## Stored data
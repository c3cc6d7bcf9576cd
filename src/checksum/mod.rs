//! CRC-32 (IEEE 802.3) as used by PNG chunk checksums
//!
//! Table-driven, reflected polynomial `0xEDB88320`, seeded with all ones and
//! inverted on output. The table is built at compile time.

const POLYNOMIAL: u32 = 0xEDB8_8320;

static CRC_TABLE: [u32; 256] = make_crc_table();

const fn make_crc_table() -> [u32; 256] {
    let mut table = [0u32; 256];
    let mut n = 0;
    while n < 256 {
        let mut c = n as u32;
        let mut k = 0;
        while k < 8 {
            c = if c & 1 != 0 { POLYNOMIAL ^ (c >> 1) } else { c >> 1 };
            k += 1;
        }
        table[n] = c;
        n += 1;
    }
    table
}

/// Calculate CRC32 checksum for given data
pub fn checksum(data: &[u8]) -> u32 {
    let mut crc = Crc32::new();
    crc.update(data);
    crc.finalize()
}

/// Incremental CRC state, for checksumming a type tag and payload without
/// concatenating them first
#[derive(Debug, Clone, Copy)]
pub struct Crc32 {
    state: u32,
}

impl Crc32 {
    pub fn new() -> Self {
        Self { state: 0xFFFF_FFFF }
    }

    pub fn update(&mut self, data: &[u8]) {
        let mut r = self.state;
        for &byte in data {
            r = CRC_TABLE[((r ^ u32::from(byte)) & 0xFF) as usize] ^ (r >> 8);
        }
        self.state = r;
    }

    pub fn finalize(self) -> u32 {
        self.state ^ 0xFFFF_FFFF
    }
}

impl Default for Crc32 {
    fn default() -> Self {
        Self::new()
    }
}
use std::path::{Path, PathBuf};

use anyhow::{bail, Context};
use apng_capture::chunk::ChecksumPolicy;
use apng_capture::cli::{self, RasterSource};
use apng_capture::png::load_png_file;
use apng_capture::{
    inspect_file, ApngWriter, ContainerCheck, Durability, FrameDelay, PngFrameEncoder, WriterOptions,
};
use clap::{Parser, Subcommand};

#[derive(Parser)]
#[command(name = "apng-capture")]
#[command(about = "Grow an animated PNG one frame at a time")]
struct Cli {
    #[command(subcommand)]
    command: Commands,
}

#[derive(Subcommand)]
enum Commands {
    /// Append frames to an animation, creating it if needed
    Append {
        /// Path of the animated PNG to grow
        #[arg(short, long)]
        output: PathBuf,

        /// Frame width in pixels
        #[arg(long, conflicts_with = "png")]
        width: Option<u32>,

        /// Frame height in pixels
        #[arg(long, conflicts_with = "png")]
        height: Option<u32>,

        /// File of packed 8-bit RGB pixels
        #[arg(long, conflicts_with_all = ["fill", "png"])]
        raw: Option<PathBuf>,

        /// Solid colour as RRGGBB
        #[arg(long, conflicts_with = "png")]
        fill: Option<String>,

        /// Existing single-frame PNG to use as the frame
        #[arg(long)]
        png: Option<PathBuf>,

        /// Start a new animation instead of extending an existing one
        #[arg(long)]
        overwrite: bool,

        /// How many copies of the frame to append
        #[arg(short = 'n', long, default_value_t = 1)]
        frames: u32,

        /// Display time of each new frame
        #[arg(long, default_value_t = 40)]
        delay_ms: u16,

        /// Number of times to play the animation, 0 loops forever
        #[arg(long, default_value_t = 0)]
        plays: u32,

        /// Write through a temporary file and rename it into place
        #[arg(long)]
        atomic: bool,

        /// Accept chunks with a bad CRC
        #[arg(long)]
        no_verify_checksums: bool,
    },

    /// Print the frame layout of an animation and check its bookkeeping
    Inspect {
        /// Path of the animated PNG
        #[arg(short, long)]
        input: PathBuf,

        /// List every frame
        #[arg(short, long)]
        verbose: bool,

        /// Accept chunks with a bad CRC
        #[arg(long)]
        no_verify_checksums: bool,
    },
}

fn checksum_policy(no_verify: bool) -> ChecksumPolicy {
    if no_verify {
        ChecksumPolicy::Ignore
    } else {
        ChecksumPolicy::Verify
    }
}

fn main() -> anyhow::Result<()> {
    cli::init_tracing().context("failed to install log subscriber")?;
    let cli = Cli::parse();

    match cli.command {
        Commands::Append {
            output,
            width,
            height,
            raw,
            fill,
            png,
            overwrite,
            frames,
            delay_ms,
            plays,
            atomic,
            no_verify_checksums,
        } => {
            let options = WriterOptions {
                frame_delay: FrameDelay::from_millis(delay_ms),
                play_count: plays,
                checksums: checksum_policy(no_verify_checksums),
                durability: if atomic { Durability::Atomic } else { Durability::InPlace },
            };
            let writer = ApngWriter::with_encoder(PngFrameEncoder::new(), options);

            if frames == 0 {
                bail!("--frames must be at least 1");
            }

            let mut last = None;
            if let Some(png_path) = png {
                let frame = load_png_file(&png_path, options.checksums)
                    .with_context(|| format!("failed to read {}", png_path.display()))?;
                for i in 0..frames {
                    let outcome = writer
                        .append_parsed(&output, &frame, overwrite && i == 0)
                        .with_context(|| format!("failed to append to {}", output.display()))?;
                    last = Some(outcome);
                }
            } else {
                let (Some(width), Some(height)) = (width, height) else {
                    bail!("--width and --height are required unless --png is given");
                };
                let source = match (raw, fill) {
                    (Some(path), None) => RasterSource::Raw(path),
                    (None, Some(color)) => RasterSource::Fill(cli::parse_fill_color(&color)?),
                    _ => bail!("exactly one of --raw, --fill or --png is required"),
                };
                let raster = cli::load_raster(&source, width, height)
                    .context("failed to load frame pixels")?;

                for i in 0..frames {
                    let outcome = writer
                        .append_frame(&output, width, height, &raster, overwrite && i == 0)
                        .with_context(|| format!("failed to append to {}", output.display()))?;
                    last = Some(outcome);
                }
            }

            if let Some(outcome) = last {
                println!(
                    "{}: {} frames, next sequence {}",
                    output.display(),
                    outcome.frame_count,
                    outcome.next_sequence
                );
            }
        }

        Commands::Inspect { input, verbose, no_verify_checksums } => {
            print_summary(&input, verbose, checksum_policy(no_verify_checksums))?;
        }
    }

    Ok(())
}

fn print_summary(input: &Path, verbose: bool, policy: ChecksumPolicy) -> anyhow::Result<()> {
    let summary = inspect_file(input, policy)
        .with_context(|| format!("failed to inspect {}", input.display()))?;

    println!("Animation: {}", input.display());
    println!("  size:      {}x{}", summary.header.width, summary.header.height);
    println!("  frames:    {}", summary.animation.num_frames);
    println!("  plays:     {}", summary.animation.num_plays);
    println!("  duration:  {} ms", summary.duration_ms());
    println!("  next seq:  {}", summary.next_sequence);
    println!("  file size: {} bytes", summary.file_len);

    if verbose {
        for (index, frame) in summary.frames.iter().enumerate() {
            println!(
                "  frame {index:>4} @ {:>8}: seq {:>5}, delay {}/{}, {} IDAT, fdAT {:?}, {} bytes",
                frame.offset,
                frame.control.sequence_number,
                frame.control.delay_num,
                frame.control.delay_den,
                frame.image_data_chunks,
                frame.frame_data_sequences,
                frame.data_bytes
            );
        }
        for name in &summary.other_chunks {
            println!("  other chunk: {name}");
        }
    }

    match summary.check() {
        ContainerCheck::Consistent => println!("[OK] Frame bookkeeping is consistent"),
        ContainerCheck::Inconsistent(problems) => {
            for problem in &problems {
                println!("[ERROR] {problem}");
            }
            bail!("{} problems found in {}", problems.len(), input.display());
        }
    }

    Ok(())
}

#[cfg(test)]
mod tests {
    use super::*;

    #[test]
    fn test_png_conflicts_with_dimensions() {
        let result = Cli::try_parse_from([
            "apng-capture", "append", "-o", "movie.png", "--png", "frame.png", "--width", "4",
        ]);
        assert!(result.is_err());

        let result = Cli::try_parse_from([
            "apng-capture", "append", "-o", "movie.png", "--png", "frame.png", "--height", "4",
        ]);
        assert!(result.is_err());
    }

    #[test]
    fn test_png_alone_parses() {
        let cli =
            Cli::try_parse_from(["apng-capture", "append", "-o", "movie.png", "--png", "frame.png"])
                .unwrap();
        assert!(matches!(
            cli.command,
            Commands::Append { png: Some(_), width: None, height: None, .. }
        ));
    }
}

## PROBLEM DETAILS
Where the data above reaches the line holding "frames, next sequence", begin printing, and stop after the line holding "bool, policy: ChecksumPolicy)". Each line must be reproduced exactly, with nothing else added.

## ANSWER TO THE PROBLEM
                    "{}: {} frames, next sequence {}",
                    output.display(),
                    outcome.frame_count,
                    outcome.next_sequence
                );
            }
        }

        Commands::Inspect { input, verbose, no_verify_checksums } => {
            print_summary(&input, verbose, checksum_policy(no_verify_checksums))?;
        }
    }

    Ok(())
}

fn print_summary(input: &Path, verbose: bool, policy: ChecksumPolicy) -> anyhow::Result<()> {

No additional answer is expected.